CODEWITHSUNDEEP
javamath
KRB
KRB

Reputation: 5175

How do you find if a number is within a range in Java? Problems with Math.abs(num1-num2) <= inRange

I've seen in another question that the solution to finding if your number is in a range was,

Math.abs(num1-num2) <= inRange

Where inRange is the number you are trying to figure out if it is in range between num2 and num1.

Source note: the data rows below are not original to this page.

//! Property tests: random edit sequences keep every invariant.
//!
//! Each case starts from the canonical two-node graph (or the seeded
//! three-node graph), applies a random sequence of serial insertions,
//! parallel insertions and node deletions, and audits the graph after every
//! single step. Rejected edits must leave the graph exactly as it was.

use proptest::prelude::*;

use approval_core::{audit, ApprovalGraph, CompactionPolicy, Edge, LayoutConfig, Node, NodeId};

#[derive(Debug, Clone)]
enum Op {
    Serial { pick: usize, before_end: bool },
    Parallel { pick: usize },
    Delete { pick: usize },
}

fn op_strategy() -> impl Strategy<Value = Op> {
    prop_oneof![
        3 => (any::<usize>(), any::<bool>())
            .prop_map(|(pick, before_end)| Op::Serial { pick, before_end }),
        2 => any::<usize>().prop_map(|pick| Op::Parallel { pick }),
        2 => any::<usize>().prop_map(|pick| Op::Delete { pick }),
    ]
}

fn pick_node(graph: &ApprovalGraph, pick: usize) -> NodeId {
    let ids: Vec<NodeId> = graph.nodes().map(|n| n.id.clone()).collect();
    ids[pick % ids.len()].clone()
}

fn snapshot(graph: &ApprovalGraph) -> (Vec<Node>, Vec<Edge>) {
    (graph.nodes().cloned().collect(), graph.edges().to_vec())
}

fn run(mut graph: ApprovalGraph, ops: &[Op]) -> Result<(), TestCaseError> {
    for op in ops {
        let before = snapshot(&graph);
        let nodes_before = graph.node_count();
        let edges_before = graph.edge_count();

        match op {
            Op::Serial { pick, before_end } => {
                let after = pick_node(&graph, *pick);
                match graph.insert_serial(&after, *before_end) {
                    Ok(node) => {
                        prop_assert_eq!(graph.node_count(), nodes_before + 1);
                        prop_assert_eq!(graph.edge_count(), edges_before + 1);
                        prop_assert_eq!(graph.dependencies(&node.id).len(), 1);
                        prop_assert_eq!(graph.successors(&node.id).len(), 1);
                    }
                    Err(_) => prop_assert_eq!(snapshot(&graph), before),
                }
            }
            Op::Parallel { pick } => {
                let beside = pick_node(&graph, *pick);
                let touching = graph.edges_touching(&beside).len();
                match graph.insert_parallel(&beside) {
                    Ok(node) => {
                        prop_assert_eq!(graph.node_count(), nodes_before + 1);
                        prop_assert_eq!(graph.edge_count(), edges_before + touching);
                        let x_of = |id: &NodeId| graph.node(id.as_str()).map(|n| n.x);
                        prop_assert_eq!(x_of(&node.id), x_of(&beside));
                    }
                    Err(_) => prop_assert_eq!(snapshot(&graph), before),
                }
            }
            Op::Delete { pick } => {
                let target = pick_node(&graph, *pick);
                match graph.delete_node(&target) {
                    Ok(_) => {
                        prop_assert_eq!(graph.node_count(), nodes_before - 1);
                        prop_assert!(!graph.contains(target.as_str()));
                    }
                    Err(_) => prop_assert_eq!(snapshot(&graph), before),
                }
            }
        }

        let violations = audit(&graph);
        prop_assert!(
            violations.is_empty(),
            "after {:?}: {:?}\nnodes: {:?}\nedges: {:?}",
            op,
            violations,
            graph.nodes().collect::<Vec<_>>(),
            graph.edges()
        );
    }
    Ok(())
}

proptest! {
    #[test]
    fn edits_from_two_node_graph_keep_invariants(ops in prop::collection::vec(op_strategy(), 0..40)) {
        run(ApprovalGraph::new(LayoutConfig::default()), &ops)?;
    }

    #[test]
    fn edits_from_seeded_graph_keep_invariants(ops in prop::collection::vec(op_strategy(), 0..40)) {
        run(ApprovalGraph::seeded(LayoutConfig::default(), "supervisor"), &ops)?;
    }

    #[test]
    fn edits_with_compaction_keep_invariants(ops in prop::collection::vec(op_strategy(), 0..40)) {
        let config = LayoutConfig {
            compaction: CompactionPolicy::FreedStage,
            ..LayoutConfig::default()
        };
        run(ApprovalGraph::seeded(config, "supervisor"), &ops)?;
    }

    #[test]
    fn ids_are_never_reissued(ops in prop::collection::vec(op_strategy(), 0..30)) {
        let mut graph = ApprovalGraph::new(LayoutConfig::default());
        let mut issued = std::collections::HashSet::new();
        for op in &ops {
            let inserted = match op {
                Op::Serial { pick, before_end } => {
                    let after = pick_node(&graph, *pick);
                    graph.insert_serial(&after, *before_end).ok()
                }
                Op::Parallel { pick } => {
                    let beside = pick_node(&graph, *pick);
                    graph.insert_parallel(&beside).ok()
                }
                Op::Delete { pick } => {
                    let target = pick_node(&graph, *pick);
                    let _ = graph.delete_node(&target);
                    None
                }
            };
            if let Some(node) = inserted {
                prop_assert!(issued.insert(node.id.clone()), "reissued {}", node.id);
            }
        }
    }
}

#[test]
fn serial_growth_is_exactly_one_stage() {
    let config = LayoutConfig::default();
    let stage = config.stage_width();
    let mut graph = ApprovalGraph::seeded(config, "supervisor");

    let width = graph.canvas().width;
    graph.insert_serial(&NodeId::numbered(1), false).unwrap();
    assert_eq!(graph.canvas().width, width + stage);

    // node2 -> endNode now spans a single stage again; inserting after the
    // start node has no room either.
    let width = graph.canvas().width;
    graph.insert_serial(&NodeId::start(), false).unwrap();
    assert_eq!(graph.canvas().width, width + stage);
}

#[test]
fn single_predecessor_single_successor_delete_bridges() {
    let mut graph = ApprovalGraph::seeded(LayoutConfig::default(), "supervisor");
    graph.insert_serial(&NodeId::numbered(1), false).unwrap();
    graph.insert_serial(&NodeId::numbered(2), false).unwrap();

    graph.delete_node(&NodeId::numbered(2)).unwrap();

    let bridge = Edge::new("node1", "node3");
    let bridges = graph.edges().iter().filter(|e| **e == bridge).count();
    assert_eq!(bridges, 1);
    assert!(audit(&graph).is_empty());
}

Where this formula breaks for me is when I insert these numbers.

Math.abs(25-(-25)) <= -5

I'm trying to find if -5 is in between -25 and 25. This equation is false even though the answer is true, -5 falls between -25 and 25.

Please clarify for me!

Upvotes: 9

Views: 69836

Answers (6)

user2991413
user2991413

Reputation: 551

kotlin has .. operator

if (center.x in 0..MaxX) {
                   //Do stuff
}
if (center.y !in 0..MaxY) {
                    //Do stuff
}

Upvotes: 0

John
John

Reputation: 1

Old question, however the Math.abs method can be clearer depending what you're working on, and is still worth showing:

int x = 5;
int bounds = 25;
if(Math.abs(x) <= bounds) {
    //run if x is anywhere between -25 and 25
}

Upvotes: 0

Steve J
Steve J

Reputation: 2674

For bonus points, there is a new Range class (used with helper class Ranges) introduced in Guava 10.x:

import com.google.common.collect.Range;
import com.google.common.collect.Ranges;

public class RangeTest {

    Range<Integer> range = Ranges.closed(-25, +25);

    public boolean rangeTest(Integer candidate) {
        return range.contains(candidate);
    }

}


public class TestMain {
    static RangeTest rangeTest = new RangeTest();

    public static void doTest(Integer candidate) {
        System.out.println(candidate + " in -25..+25: "
                + rangeTest.rangeTest(candidate));
    }

    public static void main(String[] args) {
        doTest(-26);
        doTest(-25);
        doTest(-24);
        doTest(-1);
        doTest(-0);
        doTest(+1);
        doTest(+24);
        doTest(+25);
        doTest(+26);
    }

}

Output:

-26 in -25..+25: false
-25 in -25..+25: true
-24 in -25..+25: true
-1 in -25..+25: true
0 in -25..+25: true
1 in -25..+25: true
24 in -25..+25: true
25 in -25..+25: true
26 in -25..+25: false

The Range class supports open and closed ranges, ranges from -INF to +INF, and all sorts of range-related operations like membership, intersection, and span.

Upvotes: 8

Tu Tran
Tu Tran

Reputation: 1977

Below expression will check x is between a and b:

Math.abs(x - a) + Math.abs(b - x) == Math.abs(b - a)

Upvotes: 2

Saeed Amiri
Saeed Amiri

Reputation: 22555

Just do:

bool isInRange = Math.min(num1,num2) <= inRange 
                && Math.max(num1,num2) >= inRange;

Your current approach just checks number ranges. in fact smallest and largest number distance.

Upvotes: 7

Jon Skeet
Jon Skeet

Reputation: 1500665

I don't see any reason to use Math.abs at all. I'd use:

if (lowerBound <= value && value < upperBound)

or

if (lowerBound <= value && value <= upperBound)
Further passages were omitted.